In summary, the beyond-BACI sampling design allowed us to detect significant changes in species richness and community structure from before to after the occurrence of the Maule earthquake and concomitant tsunami. The disturbance seemed to have a localised effect on the community dynamics, at least, within the southern-central section of the earthquake rupture area. The spatially extensive analysis showed a high background variability in habitat physical properties and ecological communities, which, if not accounted for, could well confound the effect of the additional disturbances triggered by the earthquake and tsunami. Hopefully, our analyses will stimulate further experimental research on the effects of individual- and population-level properties on the response of sandy beach communities to interacting sources of disturbances. Untangling the effects of different kind of disturbances on community dynamics is essential to develop predictive models of community stability in the face of global-scale environmental changes.
Supporting Information
Acknowledgments
We thank P. Antileo, E. Barría, M.J. Frugone, and H. Müller for their help in the collection of samples along the central Chilean coast.

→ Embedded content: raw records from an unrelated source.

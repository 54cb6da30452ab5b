//! Shared fixtures for integration tests

#![allow(dead_code)]

use async_trait::async_trait;
use std::sync::Arc;
use std::sync::atomic::{AtomicUsize, Ordering};
use std::time::Duration;
use warden_core::config::WardenConfig;
use warden_core::policy::SecurityLevel;
use warden_core::storage::KeyValueStore;
use warden_plugins::{Plugin, PluginContext, PluginHooks, PluginManager, PublicMethod};
use warden_plugins::{ApiCall, PluginManifest, api_handler};

/// Manifest compatible with any host version
pub fn manifest(id: &str) -> PluginManifest {
    PluginManifest::new(id, "1.0.0").with_app_range("0.0.1", "99.0.0")
}

pub fn config_at(level: SecurityLevel) -> WardenConfig {
    let mut config = WardenConfig::default();
    config.security.level = level;
    config
}

pub async fn start(
    config: WardenConfig,
    store: Arc<dyn KeyValueStore>,
    plugins: Vec<Plugin>,
) -> PluginManager {
    let mut builder = PluginManager::builder(config).store(store);
    for plugin in plugins {
        builder = builder.plugin(plugin);
    }
    let manager = builder.build().await.expect("build manager");
    manager.initialize().await.expect("initialize manager");
    manager
}

/// Counts activations and deactivations
#[derive(Clone, Default)]
pub struct Counter {
    pub activations: Arc<AtomicUsize>,
    pub deactivations: Arc<AtomicUsize>,
}

impl Counter {
    pub fn activations(&self) -> usize {
        self.activations.load(Ordering::SeqCst)
    }

    pub fn deactivations(&self) -> usize {
        self.deactivations.load(Ordering::SeqCst)
    }
}

#[async_trait]
impl PluginHooks for Counter {
    async fn activate(&self, _ctx: PluginContext) -> anyhow::Result<bool> {
        self.activations.fetch_add(1, Ordering::SeqCst);
        Ok(true)
    }

    async fn deactivate(&self) -> anyhow::Result<bool> {
        self.deactivations.fetch_add(1, Ordering::SeqCst);
        Ok(true)
    }
}

/// Never finishes activating
pub struct Hangs;

#[async_trait]
impl PluginHooks for Hangs {
    async fn activate(&self, _ctx: PluginContext) -> anyhow::Result<bool> {
        tokio::time::sleep(Duration::from_secs(3600)).await;
        Ok(true)
    }
}

/// Panics on activation
pub struct Panics;

#[async_trait]
impl PluginHooks for Panics {
    async fn activate(&self, _ctx: PluginContext) -> anyhow::Result<bool> {
        panic!("plugin bug");
    }
}

/// Activates but fails teardown
pub struct BadTeardown;

#[async_trait]
impl PluginHooks for BadTeardown {
    async fn activate(&self, _ctx: PluginContext) -> anyhow::Result<bool> {
        Ok(true)
    }

    async fn deactivate(&self) -> anyhow::Result<bool> {
        anyhow::bail!("resources still held")
    }
}

/// Exposes `<id>.greet`
pub struct Greeter;

#[async_trait]
impl PluginHooks for Greeter {
    async fn activate(&self, ctx: PluginContext) -> anyhow::Result<bool> {
        ctx.invoke("ui.notify", serde_json::json!({ "message": "greeter ready" }))
            .await?;
        Ok(true)
    }

    fn public_api(&self) -> Vec<PublicMethod> {
        vec![PublicMethod::new(
            "greet",
            api_handler(|call: ApiCall| async move {
                let name = call.args.get("name").and_then(|v| v.as_str()).unwrap_or("world");
                Ok(serde_json::json!(format!("hello {} from {}", name, call.caller)))
            }),
        )]
    }
}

Ross Coleman, Islay Marsden, Hans-Uwe Dahms, and two anonymous reviewers provided valuable comments on early versions of this manuscript.
Data Availability
All relevant data are within the paper and its Supporting Information files.
Funding Statement
This study was funded by Fondo Nacional de Desarrollo Científico y Tecnológico FONDECYT #3100145 and Dirección de Investigación y Desarrollo DID-UACH S-2014-29 grants to R.D. Sepúlveda, and supported by Programa de Mejoramiento de la Calidad y Equidad de la Educación Superior MECESUP #0805, FONDECYT #1141037, and DID-UACH S-2013-03 grants to N. Valdivia. The funders had no role in study design, data collection and analysis, decision to publish, or preparation of the manuscript.